§ **Description of the task**:
Lines with "EnvFilter" in the entries below: count them and reply with the number alone.

◇ ◇ ◇ ◇ ◇

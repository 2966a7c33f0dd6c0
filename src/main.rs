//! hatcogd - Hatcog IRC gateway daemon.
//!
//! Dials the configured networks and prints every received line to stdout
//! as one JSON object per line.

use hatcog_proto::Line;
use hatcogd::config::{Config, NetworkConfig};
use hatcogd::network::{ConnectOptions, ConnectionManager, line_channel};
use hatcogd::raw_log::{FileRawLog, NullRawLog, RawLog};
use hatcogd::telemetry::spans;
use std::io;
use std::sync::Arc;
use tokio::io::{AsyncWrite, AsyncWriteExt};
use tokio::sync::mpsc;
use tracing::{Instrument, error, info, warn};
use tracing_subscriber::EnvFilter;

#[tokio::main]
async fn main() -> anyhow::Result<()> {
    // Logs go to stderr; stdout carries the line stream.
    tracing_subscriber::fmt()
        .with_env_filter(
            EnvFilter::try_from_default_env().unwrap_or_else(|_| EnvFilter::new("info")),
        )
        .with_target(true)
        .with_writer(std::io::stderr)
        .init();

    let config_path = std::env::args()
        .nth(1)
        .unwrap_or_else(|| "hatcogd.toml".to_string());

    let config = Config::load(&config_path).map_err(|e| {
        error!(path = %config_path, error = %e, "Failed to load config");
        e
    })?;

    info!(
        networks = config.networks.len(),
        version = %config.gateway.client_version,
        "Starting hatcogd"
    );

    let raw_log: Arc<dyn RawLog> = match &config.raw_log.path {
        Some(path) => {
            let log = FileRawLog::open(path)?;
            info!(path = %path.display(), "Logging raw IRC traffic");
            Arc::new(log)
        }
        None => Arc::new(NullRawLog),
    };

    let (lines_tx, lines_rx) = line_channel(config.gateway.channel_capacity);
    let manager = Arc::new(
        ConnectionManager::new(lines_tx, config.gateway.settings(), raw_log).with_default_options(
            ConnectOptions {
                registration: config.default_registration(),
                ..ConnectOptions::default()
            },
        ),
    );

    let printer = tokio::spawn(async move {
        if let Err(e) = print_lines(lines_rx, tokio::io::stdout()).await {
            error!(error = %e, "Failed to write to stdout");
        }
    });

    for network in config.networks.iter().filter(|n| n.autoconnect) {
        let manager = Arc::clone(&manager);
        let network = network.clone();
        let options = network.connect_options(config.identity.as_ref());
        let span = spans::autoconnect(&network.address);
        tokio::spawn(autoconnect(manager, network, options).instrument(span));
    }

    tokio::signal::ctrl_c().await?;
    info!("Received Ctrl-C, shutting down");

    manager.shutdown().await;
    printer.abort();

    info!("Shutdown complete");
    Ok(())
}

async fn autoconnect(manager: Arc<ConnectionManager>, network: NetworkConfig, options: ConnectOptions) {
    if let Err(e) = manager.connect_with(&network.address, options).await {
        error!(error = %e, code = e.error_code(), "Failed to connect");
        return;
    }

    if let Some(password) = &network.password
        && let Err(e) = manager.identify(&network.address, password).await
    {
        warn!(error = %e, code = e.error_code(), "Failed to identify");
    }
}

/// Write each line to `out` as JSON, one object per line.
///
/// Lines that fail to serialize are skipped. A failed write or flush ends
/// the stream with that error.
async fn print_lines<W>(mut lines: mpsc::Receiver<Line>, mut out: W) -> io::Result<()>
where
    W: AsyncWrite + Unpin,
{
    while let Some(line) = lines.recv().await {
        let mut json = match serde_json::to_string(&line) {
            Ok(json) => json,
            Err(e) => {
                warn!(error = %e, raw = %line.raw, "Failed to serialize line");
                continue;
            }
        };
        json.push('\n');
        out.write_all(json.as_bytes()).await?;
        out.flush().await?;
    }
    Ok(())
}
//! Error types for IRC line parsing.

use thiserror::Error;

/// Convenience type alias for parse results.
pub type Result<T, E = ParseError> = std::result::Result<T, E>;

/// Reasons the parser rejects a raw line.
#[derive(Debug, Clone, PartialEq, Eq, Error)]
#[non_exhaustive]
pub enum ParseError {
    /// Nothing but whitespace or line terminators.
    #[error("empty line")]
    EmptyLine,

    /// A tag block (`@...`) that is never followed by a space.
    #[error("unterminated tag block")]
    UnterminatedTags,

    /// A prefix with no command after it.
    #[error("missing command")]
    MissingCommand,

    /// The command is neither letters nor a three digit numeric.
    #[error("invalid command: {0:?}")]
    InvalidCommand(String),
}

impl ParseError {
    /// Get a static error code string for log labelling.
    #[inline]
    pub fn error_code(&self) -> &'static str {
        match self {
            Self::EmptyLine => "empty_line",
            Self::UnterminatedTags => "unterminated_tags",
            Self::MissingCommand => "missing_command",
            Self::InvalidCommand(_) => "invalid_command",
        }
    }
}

◇ ◇ ◇ ◇ ◇

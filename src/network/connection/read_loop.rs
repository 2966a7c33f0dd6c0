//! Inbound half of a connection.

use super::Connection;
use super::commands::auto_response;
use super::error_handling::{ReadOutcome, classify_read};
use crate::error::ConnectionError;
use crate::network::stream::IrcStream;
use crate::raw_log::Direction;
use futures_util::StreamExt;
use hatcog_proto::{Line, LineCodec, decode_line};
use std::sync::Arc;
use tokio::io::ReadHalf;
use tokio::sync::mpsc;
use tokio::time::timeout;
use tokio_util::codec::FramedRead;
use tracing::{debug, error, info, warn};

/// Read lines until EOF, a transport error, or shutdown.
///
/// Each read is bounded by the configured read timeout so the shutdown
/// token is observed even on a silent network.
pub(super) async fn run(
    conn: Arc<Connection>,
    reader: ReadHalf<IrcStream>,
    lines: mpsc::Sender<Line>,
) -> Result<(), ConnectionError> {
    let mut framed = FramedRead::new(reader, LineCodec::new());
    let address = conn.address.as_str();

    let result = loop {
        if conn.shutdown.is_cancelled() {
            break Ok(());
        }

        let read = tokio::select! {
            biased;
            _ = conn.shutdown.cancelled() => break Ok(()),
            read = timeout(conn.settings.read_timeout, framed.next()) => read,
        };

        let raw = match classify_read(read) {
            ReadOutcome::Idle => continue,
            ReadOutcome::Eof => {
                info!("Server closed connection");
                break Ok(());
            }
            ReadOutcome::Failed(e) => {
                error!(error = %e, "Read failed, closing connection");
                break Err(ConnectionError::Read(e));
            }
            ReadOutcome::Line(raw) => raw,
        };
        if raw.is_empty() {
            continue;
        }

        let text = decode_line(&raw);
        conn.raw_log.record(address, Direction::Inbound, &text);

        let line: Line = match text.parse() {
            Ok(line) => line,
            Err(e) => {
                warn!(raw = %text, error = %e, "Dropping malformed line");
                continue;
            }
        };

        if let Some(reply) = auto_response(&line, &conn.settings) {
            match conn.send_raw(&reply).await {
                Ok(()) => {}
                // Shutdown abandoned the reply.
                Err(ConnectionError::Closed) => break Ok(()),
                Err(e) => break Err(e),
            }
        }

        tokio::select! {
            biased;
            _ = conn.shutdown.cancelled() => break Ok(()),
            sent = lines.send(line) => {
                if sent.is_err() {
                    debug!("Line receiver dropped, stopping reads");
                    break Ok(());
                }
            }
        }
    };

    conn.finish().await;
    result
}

◇ ◇ ◇ ◇ ◇

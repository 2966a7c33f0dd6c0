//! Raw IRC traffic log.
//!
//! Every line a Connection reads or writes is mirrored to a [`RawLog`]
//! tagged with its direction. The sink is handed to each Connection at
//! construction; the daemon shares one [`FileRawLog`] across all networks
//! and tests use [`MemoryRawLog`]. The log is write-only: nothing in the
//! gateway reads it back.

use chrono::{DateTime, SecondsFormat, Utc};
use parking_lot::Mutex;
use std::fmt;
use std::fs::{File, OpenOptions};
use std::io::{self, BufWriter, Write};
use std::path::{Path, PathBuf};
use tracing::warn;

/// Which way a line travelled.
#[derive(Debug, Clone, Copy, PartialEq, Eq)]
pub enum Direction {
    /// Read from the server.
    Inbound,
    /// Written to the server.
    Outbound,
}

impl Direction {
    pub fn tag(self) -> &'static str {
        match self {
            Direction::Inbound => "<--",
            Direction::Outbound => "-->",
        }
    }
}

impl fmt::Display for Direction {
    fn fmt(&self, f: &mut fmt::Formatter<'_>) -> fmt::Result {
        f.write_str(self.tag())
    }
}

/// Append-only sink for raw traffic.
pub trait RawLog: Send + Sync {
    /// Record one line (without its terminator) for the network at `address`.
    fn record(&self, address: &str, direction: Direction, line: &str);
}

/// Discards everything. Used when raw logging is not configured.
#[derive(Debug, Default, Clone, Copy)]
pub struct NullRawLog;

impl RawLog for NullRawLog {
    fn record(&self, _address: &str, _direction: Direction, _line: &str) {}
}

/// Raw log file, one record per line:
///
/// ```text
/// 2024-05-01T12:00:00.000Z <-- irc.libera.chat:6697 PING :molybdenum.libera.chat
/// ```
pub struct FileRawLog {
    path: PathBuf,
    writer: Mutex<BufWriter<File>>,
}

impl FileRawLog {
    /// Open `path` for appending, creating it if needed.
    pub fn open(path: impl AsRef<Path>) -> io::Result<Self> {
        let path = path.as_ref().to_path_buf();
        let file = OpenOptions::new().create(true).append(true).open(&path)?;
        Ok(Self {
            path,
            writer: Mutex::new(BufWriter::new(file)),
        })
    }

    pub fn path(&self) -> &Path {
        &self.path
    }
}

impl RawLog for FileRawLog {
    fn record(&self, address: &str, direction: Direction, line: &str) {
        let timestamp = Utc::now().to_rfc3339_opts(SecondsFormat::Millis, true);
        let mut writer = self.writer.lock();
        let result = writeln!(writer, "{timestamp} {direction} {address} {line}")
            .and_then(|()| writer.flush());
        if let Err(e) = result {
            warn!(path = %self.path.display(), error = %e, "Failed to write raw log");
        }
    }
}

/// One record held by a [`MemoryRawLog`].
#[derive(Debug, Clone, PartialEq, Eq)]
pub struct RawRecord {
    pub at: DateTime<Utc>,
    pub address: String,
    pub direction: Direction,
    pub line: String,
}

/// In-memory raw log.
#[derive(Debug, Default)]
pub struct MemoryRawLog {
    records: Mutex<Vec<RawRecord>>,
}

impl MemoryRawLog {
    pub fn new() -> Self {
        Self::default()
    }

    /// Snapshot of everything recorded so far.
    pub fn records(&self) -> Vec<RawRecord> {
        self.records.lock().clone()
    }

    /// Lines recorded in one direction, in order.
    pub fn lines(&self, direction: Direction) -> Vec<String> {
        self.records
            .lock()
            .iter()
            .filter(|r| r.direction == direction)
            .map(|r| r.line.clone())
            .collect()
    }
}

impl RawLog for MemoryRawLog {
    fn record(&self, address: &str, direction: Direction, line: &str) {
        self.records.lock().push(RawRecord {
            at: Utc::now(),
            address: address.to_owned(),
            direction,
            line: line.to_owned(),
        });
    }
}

◇ ◇ ◇ ◇ ◇

§ **Task answer**:
2